• What to do:
Note how many lines in the entries below contain the string "StatusMap", and answer with that number and no other text.

• Collected data:
▶

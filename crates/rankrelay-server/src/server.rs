//! Proxy-facing server trait.

use std::net::SocketAddr;

use async_trait::async_trait;

use rankrelay_core::{Handler, Request, Response, Result, RouteTable, StatusMap};

/// The transport seam: listens for client traffic, dispatches it into the
/// installed routing table, and makes upstream calls on behalf of the
/// pipelines.
#[async_trait]
pub trait Server: Send + Sync {
    /// Component name used in call tracking and status reports.
    fn name(&self) -> &'static str;

    /// Send a magnified search request upstream.
    async fn ask(&self, req: &Request) -> Result<Response>;

    /// Relay an unrecognized request upstream verbatim.
    async fn forward(&self, req: &Request) -> Result<Response>;

    /// Install the routing table. Must happen before `start`; calling it
    /// again replaces the table for the next `start`.
    fn create_app(&self, table: RouteTable, not_found: Handler);

    /// Bind the listener and begin serving. Returns once the socket is
    /// bound; serving continues in the background until `exit`.
    async fn start(&self) -> Result<()>;

    /// Begin graceful shutdown.
    async fn exit(&self);

    /// Wait for the serving task to finish.
    async fn join(&self);

    /// Wait until the server accepts traffic.
    async fn wait_ready(&self);

    /// Whether the server accepts traffic.
    fn is_ready(&self) -> bool;

    /// Bound address once started. With port 0 this is the actual port.
    fn local_addr(&self) -> Option<SocketAddr>;

    /// Append this component's status fragment.
    fn chain_state(&self, state: StatusMap) -> StatusMap;
}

◀

• Answer for this exercise:
2